Below we use the **week1 scraper** to fetch a page and **Ollama** (the `ollama` client from above) to summarize it. Run from repo root or from this folder; ensure `ollama serve` is running and you have run `ollama pull llama3.2` (or use `llama3.2:3b-instruct-q4_0` / `llama3.2:1b` — see `ollama list`).

In [10]:
# Path so we can import week1 scraper (run from repo root or community-contributions/asket)
import os, sys
for _path in ("week1", os.path.join(os.getcwd(), "..", "..", "week1")):
    _p = os.path.abspath(_path)
    if _p not in sys.path and os.path.isdir(_p):
        sys.path.insert(0, _p)
        break
from scraper import fetch_website_contents
from openai import OpenAI

# Ollama client (so this cell runs even if you didn't run the earlier Ollama cells)
ollama = OpenAI(base_url="http://localhost:11434/v1", api_key="ollama")

# Try these model tags in order; first one that Ollama has will be used
OLLAMA_MODELS_TO_TRY = ["llama3.2:3b-instruct-q4_0", "llama3.2:1b-instruct-q4_0", "llama3.2:1b", "llama3.2"]

def summarize_url(url):
    from openai import NotFoundError
    text = fetch_website_contents(url)
    messages = [
        {"role": "system", "content": "Summarize the following webpage content in a few clear bullet points. No code blocks."},
        {"role": "user", "content": text}
    ]
    for model in OLLAMA_MODELS_TO_TRY:
        try:
            r = ollama.chat.completions.create(model=model, messages=messages)
            return r.choices[0].message.content
        except NotFoundError:
            continue
    raise RuntimeError("No Ollama model found. Run: ollama pull llama3.2")
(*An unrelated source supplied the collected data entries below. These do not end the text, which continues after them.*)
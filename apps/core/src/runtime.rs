use std::path::PathBuf;
use std::sync::Arc;
use std::time::Duration;

use tokio::io::{AsyncBufReadExt, BufReader};
use tracing::{info, warn};

use crate::config::{self, Config, ConfigError};
use crate::contract::render_json;
use crate::input::{Behavior, InputOptions, TypeaheadInput, DEBOUNCE_WINDOW};
use crate::logging;
use crate::lookup::{default_catalog, CatalogLookup, Lookup};
use crate::presentation::Presentation;

const SELECT_COMMAND: &str = ":select";

#[derive(Debug)]
pub enum RuntimeError {
    Config(ConfigError),
    Io(std::io::Error),
    Catalog { path: PathBuf, error: std::io::Error },
    Render(serde_json::Error),
    Session(String),
}

impl std::fmt::Display for RuntimeError {
    fn fmt(&self, f: &mut std::fmt::Formatter<'_>) -> std::fmt::Result {
        match self {
            Self::Config(error) => write!(f, "config error: {error}"),
            Self::Io(error) => write!(f, "io error: {error}"),
            Self::Catalog { path, error } => {
                write!(f, "failed to read catalog {}: {error}", path.display())
            }
            Self::Render(error) => write!(f, "render error: {error}"),
            Self::Session(error) => write!(f, "session error: {error}"),
        }
    }
}

impl std::error::Error for RuntimeError {}

impl From<ConfigError> for RuntimeError {
    fn from(value: ConfigError) -> Self {
        Self::Config(value)
    }
}

impl From<serde_json::Error> for RuntimeError {
    fn from(value: serde_json::Error) -> Self {
        Self::Render(value)
    }
}

#[derive(Debug, Clone, Default, PartialEq, Eq)]
pub struct RuntimeOptions {
    pub config_path: Option<PathBuf>,
    pub catalog_path: Option<PathBuf>,
    pub latency_ms: Option<u64>,
    pub json: bool,
    pub show_help: bool,
}

pub fn usage() -> &'static str {
    "usage: typeahead-core [--config PATH] [--catalog PATH] [--latency-ms N] [--json] [--help]\n\
     Each stdin line replaces the input text; `:select N` clicks row N."
}

pub fn parse_cli_args(args: &[String]) -> Result<RuntimeOptions, String> {
    let mut options = RuntimeOptions::default();
    let mut iter = args.iter();

    while let Some(arg) = iter.next() {
        match arg.as_str() {
            "--config" => options.config_path = Some(PathBuf::from(expect_value(&mut iter, arg)?)),
            "--catalog" => {
                options.catalog_path = Some(PathBuf::from(expect_value(&mut iter, arg)?))
            }
            "--latency-ms" => {
                let raw = expect_value(&mut iter, arg)?;
                let parsed = raw
                    .parse::<u64>()
                    .map_err(|_| format!("--latency-ms expects a number, got '{raw}'"))?;
                options.latency_ms = Some(parsed);
            }
            "--json" => options.json = true,
            "--help" | "-h" => options.show_help = true,
            other => return Err(format!("unknown argument '{other}'\n{}", usage())),
        }
    }

    Ok(options)
}

fn expect_value<'a>(
    iter: &mut impl Iterator<Item = &'a String>,
    flag: &str,
) -> Result<&'a str, String> {
    iter.next()
        .map(String::as_str)
        .ok_or_else(|| format!("{flag} requires a value"))
}

pub fn run_with_options(options: RuntimeOptions) -> Result<(), RuntimeError> {
    if options.show_help {
        println!("{}", usage());
        return Ok(());
    }

    let mut config = config::load(options.config_path.as_deref())?;
    if let Some(latency_ms) = options.latency_ms {
        config.lookup_latency_ms = latency_ms;
    }
    if let Some(catalog_path) = options.catalog_path {
        config.catalog_path = Some(catalog_path);
    }
    config::validate(&config).map_err(ConfigError::Invalid)?;

    match logging::init(&config.log_level) {
        Ok(log_path) => info!(
            config_path = %config.config_path.display(),
            log_path = %log_path.display(),
            "typeahead session starting"
        ),
        Err(error) => eprintln!("[typeahead-core] file logging disabled: {error}"),
    }

    let lookup = build_lookup(&config)?;
    let runtime = tokio::runtime::Builder::new_multi_thread()
        .enable_all()
        .build()
        .map_err(RuntimeError::Io)?;
    runtime.block_on(run_session(&config, lookup, options.json))
}

fn build_lookup(config: &Config) -> Result<Arc<dyn Lookup>, RuntimeError> {
    let limit = config.max_results as usize;
    let catalog = match &config.catalog_path {
        Some(path) => CatalogLookup::from_path(path, limit).map_err(|error| {
            RuntimeError::Catalog {
                path: path.clone(),
                error,
            }
        })?,
        None => CatalogLookup::new(default_catalog(), limit),
    };
    if catalog.is_empty() {
        warn!("catalog is empty; every query will report no result");
    }
    Ok(Arc::new(
        catalog.with_latency(Duration::from_millis(config.lookup_latency_ms)),
    ))
}

async fn run_session(
    config: &Config,
    lookup: Arc<dyn Lookup>,
    json: bool,
) -> Result<(), RuntimeError> {
    let mut options = InputOptions::new(|value| println!("[typeahead-core] selected: {value}"));
    if let Some(placeholder) = &config.placeholder {
        options = options.with_placeholder(placeholder.clone());
    }

    let mut input = TypeaheadInput::new(options, lookup, Behavior::from(config));
    let Some(mut failures) = input.take_failures() else {
        return Err(RuntimeError::Session("failure channel unavailable".into()));
    };
    let mut changes = input.subscribe();

    if !json {
        println!("{}", input.placeholder().unwrap_or(""));
    }

    let mut lines = BufReader::new(tokio::io::stdin()).lines();
    loop {
        tokio::select! {
            line = lines.next_line() => match line.map_err(RuntimeError::Io)? {
                Some(line) => handle_line(&mut input, &line, json)?,
                None => break,
            },
            changed = changes.changed() => {
                if changed.is_err() {
                    break;
                }
                print_view(&input.view(), json)?;
            }
            Some(failure) = failures.recv() => {
                eprintln!("[typeahead-core] {failure}");
            }
        }
    }

    tokio::time::sleep(DEBOUNCE_WINDOW * 2).await;
    let settle_budget = Duration::from_millis(config.lookup_latency_ms) + Duration::from_secs(1);
    let settled = tokio::time::timeout(settle_budget, async {
        changes.wait_for(|machine| !machine.is_loading()).await.is_ok()
    })
    .await
    .unwrap_or(false);
    if !settled {
        warn!("input closed while a lookup was still running");
    }

    while let Ok(failure) = failures.try_recv() {
        eprintln!("[typeahead-core] {failure}");
    }
    print_view(&input.view(), json)?;
    input.shutdown();
    info!("typeahead session finished");
    Ok(())
}

fn handle_line(input: &mut TypeaheadInput, line: &str, json: bool) -> Result<(), RuntimeError> {
    if let Some(rest) = line.strip_prefix(SELECT_COMMAND) {
        match rest.trim().parse::<usize>() {
            Ok(index) => {
                if input.select(index).is_none() {
                    eprintln!("[typeahead-core] no selectable row at {index}");
                }
            }
            Err(_) => eprintln!("[typeahead-core] {SELECT_COMMAND} expects a row index"),
        }
        return Ok(());
    }

    input.on_input(line);
    print_view(&input.view(), json)
}

fn print_view(view: &Presentation, json: bool) -> Result<(), RuntimeError> {
    if json {
        println!("{}", render_json(view)?);
    } else {
        for line in format_view(view) {
            println!("{line}");
        }
    }
    Ok(())
}

pub fn format_view(view: &Presentation) -> Vec<String> {
    match view {
        Presentation::Hidden => Vec::new(),
        Presentation::Loading => vec!["  ... loading".to_string()],
        Presentation::Rows(rows) => rows
            .iter()
            .enumerate()
            .map(|(index, row)| format!("  {index:>2} | {} [{}]", row.text, row.class_name()))
            .collect(),
    }
}

#[cfg(test)]
mod tests {
    use super::{format_view, parse_cli_args, RuntimeOptions};
    use crate::model::{ResultRow, SearchState};
    use crate::presentation::{present, Presentation};
    use std::path::PathBuf;

    fn args(raw: &[&str]) -> Vec<String> {
        raw.iter().map(|arg| arg.to_string()).collect()
    }

    #[test]
    fn parses_all_flags() {
        let options = parse_cli_args(&args(&[
            "--config",
            "cfg.toml",
            "--catalog",
            "words.txt",
            "--latency-ms",
            "250",
            "--json",
        ]))
        .expect("arguments should parse");

        assert_eq!(
            options,
            RuntimeOptions {
                config_path: Some(PathBuf::from("cfg.toml")),
                catalog_path: Some(PathBuf::from("words.txt")),
                latency_ms: Some(250),
                json: true,
                show_help: false,
            }
        );
    }

    #[test]
    fn rejects_unknown_flag_and_missing_value() {
        assert!(parse_cli_args(&args(&["--verbose"]))
            .expect_err("unknown flag should fail")
            .contains("unknown argument"));
        assert_eq!(
            parse_cli_args(&args(&["--catalog"])).expect_err("missing value should fail"),
            "--catalog requires a value"
        );
        assert!(parse_cli_args(&args(&["--latency-ms", "soon"])).is_err());
    }

    #[test]
    fn formats_rows_with_index_and_class() {
        let state = SearchState {
            loading: false,
            rows: vec![
                ResultRow::matched(1, "apple".to_string()),
                ResultRow::matched(2, "band".to_string()),
            ],
        };
        let lines = format_view(&present(&state, true));
        assert_eq!(
            lines,
            vec![
                "   0 | apple [item results-container__result]",
                "   1 | band [item results-container__result]",
            ]
        );
    }

    #[test]
    fn hidden_view_prints_nothing() {
        assert!(format_view(&Presentation::Hidden).is_empty());
        assert_eq!(format_view(&Presentation::Loading), vec!["  ... loading"]);
    }
}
# Example: summarize a page (change URL as you like)
url = "https://github.com/frank-asket"
print(summarize_url(url))

Here are three clear bullet points summarizing the content:

* GitHub offers a range of tools and features to help developers create, manage, and secure code, including AI-powered assistances like Copilot, automated workflows, and issue tracking.
* The platform caters to different users and use cases, including enterprises, small and medium teams, startups, nonprofits, healthcare, financial services, manufacturing, and government.
* GitHub also provides resources for learning and support, such as documentation, customer support, community forums, and training programs like the Security Lab and Accelerator.